[What is expected] What you return should be each line of the data containing the string "WebsiteImages".

BEGIN Task input

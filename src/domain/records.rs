//! Typed views over entry field maps, one per content model.
//!
//! Every field is optional in the CMS, so each record carries explicit
//! defaults instead of failing on missing data. A field that is present but
//! has the wrong shape is a decode error.

use serde::{Deserialize, Deserializer, de::DeserializeOwned};
use serde_json::{Map, Value};
use time::{Date, macros::format_description};

use super::{
    asset::normalize_asset_url,
    content_type::ContentType,
    entry::Entry,
    error::DomainError,
    fields::FieldNode,
};

/// Number of numbered image slots (`img1` … `img20`) on a gallery block.
pub const GALLERY_IMAGE_SLOTS: usize = 20;

/// A decoded asset reference. `url` is absolute when present.
#[derive(Debug, Clone, Default, PartialEq, Eq)]
pub struct AssetRef {
    pub id: String,
    pub url: Option<String>,
    pub title: Option<String>,
}

impl AssetRef {
    pub fn from_value(value: &Value) -> Option<Self> {
        match FieldNode::classify(value) {
            FieldNode::AssetReference(node) => Some(Self {
                id: node.id.to_string(),
                url: node.url.map(normalize_asset_url),
                title: node.title.map(str::to_string),
            }),
            _ => None,
        }
    }
}

impl<'de> Deserialize<'de> for AssetRef {
    fn deserialize<D: Deserializer<'de>>(deserializer: D) -> Result<Self, D::Error> {
        let value = Value::deserialize(deserializer)?;
        AssetRef::from_value(&value)
            .ok_or_else(|| serde::de::Error::custom("expected an asset reference"))
    }
}

/// A record decoded from the fields of one entry.
pub trait ContentRecord: Sized {
    /// Content models this record can be decoded from.
    const CONTENT_TYPES: &'static [ContentType];

    fn from_fields(entry_id: &str, fields: &Map<String, Value>) -> Result<Self, DomainError>;

    fn from_entry(entry: &Entry) -> Result<Self, DomainError> {
        if let Some(tag) = entry.content_type_tag() {
            let accepted = Self::CONTENT_TYPES
                .iter()
                .any(|content_type| content_type.tag() == tag);
            if !accepted {
                return Err(DomainError::ContentTypeMismatch {
                    entry_id: entry.id().to_string(),
                    expected: Self::CONTENT_TYPES
                        .first()
                        .map(|content_type| content_type.tag())
                        .unwrap_or_default(),
                    actual: tag.to_string(),
                });
            }
        }
        Self::from_fields(entry.id(), &entry.fields)
    }
}

fn decode_fields<T: DeserializeOwned>(
    entry_id: &str,
    fields: &Map<String, Value>,
) -> Result<T, DomainError> {
    // Nulls mean "unset" in the CMS; drop them so serde defaults apply.
    let cleaned: Map<String, Value> = fields
        .iter()
        .filter(|(_, value)| !value.is_null())
        .map(|(key, value)| (key.clone(), value.clone()))
        .collect();
    T::deserialize(Value::Object(cleaned))
        .map_err(|err| DomainError::field_decode(entry_id, err.to_string()))
}

macro_rules! serde_record {
    ($record:ty, [$($content_type:expr),+ $(,)?]) => {
        impl ContentRecord for $record {
            const CONTENT_TYPES: &'static [ContentType] = &[$($content_type),+];

            fn from_fields(
                entry_id: &str,
                fields: &Map<String, Value>,
            ) -> Result<Self, DomainError> {
                decode_fields(entry_id, fields)
            }
        }
    };
}

/// Generic page copy (`teksti`).
#[derive(Debug, Clone, Default, PartialEq, Deserialize)]
#[serde(default, rename_all = "camelCase")]
pub struct TextBlock {
    pub hero_image: Option<AssetRef>,
    pub groups_schedule_time: Vec<String>,
    pub groups_schedule_location: Vec<String>,
    pub groups_section_description: String,
    pub join_title: String,
    pub join_description: String,
    pub side_text_rich: Option<Value>,
}

serde_record!(TextBlock, [ContentType::Text]);

#[derive(Debug, Clone, Default, PartialEq, Deserialize)]
#[serde(default, rename_all = "camelCase")]
pub struct SponsorsBlock {
    pub sponsors_images: Vec<AssetRef>,
    pub join_title: String,
    /// The CMS field is named `joinDescriptio`.
    #[serde(rename = "joinDescriptio")]
    pub join_description: String,
    pub side_text_rich: Option<Value>,
}

serde_record!(SponsorsBlock, [ContentType::Sponsors]);

#[derive(Debug, Clone, Default, PartialEq, Eq, Deserialize)]
#[serde(default)]
pub struct Faq {
    pub question: String,
    pub answer: String,
}

#[derive(Debug, Clone, Default, PartialEq, Eq)]
pub struct FaqList {
    pub items: Vec<Faq>,
}

impl ContentRecord for FaqList {
    const CONTENT_TYPES: &'static [ContentType] = &[ContentType::Faqs];

    fn from_fields(entry_id: &str, fields: &Map<String, Value>) -> Result<Self, DomainError> {
        let Some(list) = fields.get("faqList").filter(|value| !value.is_null()) else {
            return Ok(Self::default());
        };
        let list = list
            .as_array()
            .ok_or_else(|| DomainError::field_decode(entry_id, "`faqList` is not an array"))?;

        // Unresolved links carry no fields and are skipped.
        let items = list
            .iter()
            .filter_map(|item| match FieldNode::classify(item) {
                FieldNode::EntryReference(node) => node.fields,
                _ => None,
            })
            .map(|faq_fields| decode_fields::<Faq>(entry_id, faq_fields))
            .collect::<Result<Vec<_>, _>>()?;

        Ok(Self { items })
    }
}

#[derive(Debug, Clone, Default, PartialEq, Eq)]
pub struct GalleryBlock {
    pub category: String,
    pub images: Vec<AssetRef>,
}

impl ContentRecord for GalleryBlock {
    const CONTENT_TYPES: &'static [ContentType] = &[ContentType::GalleryBlock];

    fn from_fields(entry_id: &str, fields: &Map<String, Value>) -> Result<Self, DomainError> {
        let category = match fields.get("category") {
            None | Some(Value::Null) => String::new(),
            Some(Value::String(category)) => category.trim().to_string(),
            Some(_) => {
                return Err(DomainError::field_decode(
                    entry_id,
                    "`category` is not a string",
                ));
            }
        };

        let images = (1..=GALLERY_IMAGE_SLOTS)
            .filter_map(|slot| fields.get(&format!("img{slot}")))
            .filter_map(AssetRef::from_value)
            .collect();

        Ok(Self { category, images })
    }
}

/// Static website imagery (`imazhetEwebit`).
#[derive(Debug, Clone, Default, PartialEq, Deserialize)]
#[serde(default)]
pub struct WebsiteImages {
    #[serde(rename = "grups")]
    pub groups: Vec<AssetRef>,
    #[serde(rename = "imazhiBallines")]
    pub home_banner: Option<AssetRef>,
    #[serde(rename = "contactImg")]
    pub contact_image: Option<AssetRef>,
}

serde_record!(WebsiteImages, [ContentType::WebsiteImages]);

/// News and blog posts (`ura`).
#[derive(Debug, Clone, PartialEq, Deserialize)]
#[serde(default)]
pub struct NewsItem {
    pub title: String,
    pub description: String,
    pub author: String,
    pub date: Option<String>,
    pub image: Option<AssetRef>,
}

impl Default for NewsItem {
    fn default() -> Self {
        Self {
            title: "No title".to_string(),
            description: String::new(),
            author: "Unknown".to_string(),
            date: None,
            image: None,
        }
    }
}

impl NewsItem {
    /// Calendar date of the post; the CMS stores ISO 8601 date or datetime.
    pub fn published_on(&self) -> Option<Date> {
        let raw = self.date.as_deref()?;
        let day = raw.get(..10)?;
        Date::parse(day, format_description!("[year]-[month]-[day]")).ok()
    }
}

serde_record!(NewsItem, [ContentType::News]);

#[derive(Debug, Clone, Default, PartialEq, Deserialize)]
#[serde(default)]
pub struct TeamMember {
    pub name: String,
    pub role: String,
    pub description: String,
    pub image: Option<AssetRef>,
}

serde_record!(TeamMember, [ContentType::TeamMember]);

#[derive(Debug, Clone, Default, PartialEq, Deserialize)]
#[serde(default, rename_all = "camelCase")]
pub struct AboutContent {
    pub main_title: String,
    pub subtitle: String,
    pub intro_text: String,
    pub hero_image: Option<AssetRef>,
}

serde_record!(AboutContent, [ContentType::About]);

/// Rich-text legal pages.
#[derive(Debug, Clone, Default, PartialEq, Deserialize)]
#[serde(default)]
pub struct PolicyDocument {
    pub content: Option<Value>,
}

serde_record!(
    PolicyDocument,
    [ContentType::PrivacyPolicy, ContentType::TermsOfService]
);

/// Like [`ContentRecord::from_entry`] but keeps going past bad entries.
pub fn decode_all<R: ContentRecord>(entries: &[Entry]) -> (Vec<R>, Vec<DomainError>) {
    let mut records = Vec::with_capacity(entries.len());
    let mut errors = Vec::new();
    for entry in entries {
        match R::from_entry(entry) {
            Ok(record) => records.push(record),
            Err(err) => errors.push(err),
        }
    }
    (records, errors)
}

#[cfg(test)]
mod tests {
    use serde_json::json;
    use time::Month;

    use super::*;

    fn entry(content_type: &str, fields: Value) -> Entry {
        serde_json::from_value(json!({
            "sys": {
                "id": format!("{content_type}-1"),
                "type": "Entry",
                "contentType": {"sys": {"type": "Link", "linkType": "ContentType", "id": content_type}}
            },
            "fields": fields
        }))
        .expect("entry")
    }

    fn asset(id: &str, url: &str) -> Value {
        json!({"sys": {"id": id, "type": "Asset"}, "fields": {"title": id, "file": {"url": url}}})
    }

    #[test]
    fn team_member_uses_defaults_for_missing_fields() {
        let member = TeamMember::from_entry(&entry(
            "teamMember",
            json!({"name": "Blerta", "role": null, "image": asset("p1", "//images.ctfassets.net/p1.jpg")}),
        ))
        .expect("decode");

        assert_eq!(member.name, "Blerta");
        assert_eq!(member.role, "");
        let image = member.image.expect("image");
        assert_eq!(image.url.as_deref(), Some("https://images.ctfassets.net/p1.jpg"));
    }

    #[test]
    fn news_item_defaults_and_date() {
        let item = NewsItem::from_entry(&entry("ura", json!({"date": "2024-11-05T18:00+01:00"})))
            .expect("decode");

        assert_eq!(item.title, "No title");
        assert_eq!(item.author, "Unknown");
        let date = item.published_on().expect("date");
        assert_eq!((date.year(), date.month(), date.day()), (2024, Month::November, 5));
    }

    #[test]
    fn faq_list_reads_inlined_entries_and_skips_links() {
        let list = FaqList::from_entry(&entry(
            "faqs",
            json!({"faqList": [
                {"sys": {"id": "q1", "type": "Entry"}, "fields": {"question": "Wann?", "answer": "Montags"}},
                {"sys": {"id": "q2", "type": "Link", "linkType": "Entry"}}
            ]}),
        ))
        .expect("decode");

        assert_eq!(
            list.items,
            vec![Faq {
                question: "Wann?".into(),
                answer: "Montags".into()
            }]
        );
    }

    #[test]
    fn gallery_block_collects_numbered_slots_in_order() {
        let block = GalleryBlock::from_entry(&entry(
            "galleryBlock",
            json!({
                "category": "  Festival 2024 ",
                "img2": asset("b", "//x/b.jpg"),
                "img1": asset("a", "//x/a.jpg"),
                "img21": asset("z", "//x/z.jpg"),
                "img3": {"sys": {"type": "Link", "linkType": "Asset", "id": "c"}}
            }),
        ))
        .expect("decode");

        assert_eq!(block.category, "Festival 2024");
        let ids: Vec<_> = block.images.iter().map(|image| image.id.as_str()).collect();
        assert_eq!(ids, ["a", "b", "c"]);
        assert!(block.images[2].url.is_none());
    }

    #[test]
    fn sponsors_block_maps_cms_field_names() {
        let block = SponsorsBlock::from_entry(&entry(
            "sponsors",
            json!({"joinDescriptio": "Werde Sponsor", "sponsorsImages": [asset("s1", "//x/s1.png")]}),
        ))
        .expect("decode");

        assert_eq!(block.join_description, "Werde Sponsor");
        assert_eq!(block.sponsors_images.len(), 1);
    }

    #[test]
    fn policy_document_accepts_both_legal_types() {
        for tag in ["privacyPolicy", "termsService"] {
            let doc = PolicyDocument::from_entry(&entry(tag, json!({"content": {"nodeType": "document"}})))
                .expect("decode");
            assert!(doc.content.is_some());
        }
    }

    #[test]
    fn wrong_content_type_is_rejected() {
        let err = TeamMember::from_entry(&entry("faqs", json!({}))).expect_err("mismatch");
        assert!(matches!(
            err,
            DomainError::ContentTypeMismatch { expected: "teamMember", .. }
        ));
    }

    #[test]
    fn malformed_field_is_a_decode_error() {
        let err = AboutContent::from_entry(&entry("about", json!({"heroImage": "not-an-asset"})))
            .expect_err("bad field");
        assert!(matches!(err, DomainError::FieldDecode { .. }));
    }

    #[test]
    fn decode_all_separates_failures() {
        let entries = vec![
            entry("teamMember", json!({"name": "A"})),
            entry("teamMember", json!({"name": 7})),
        ];
        let (records, errors) = decode_all::<TeamMember>(&entries);
        assert_eq!(records.len(), 1);
        assert_eq!(errors.len(), 1);
    }
}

END Task input

[Solved exercise]
pub struct WebsiteImages {
serde_record!(WebsiteImages, [ContentType::WebsiteImages]);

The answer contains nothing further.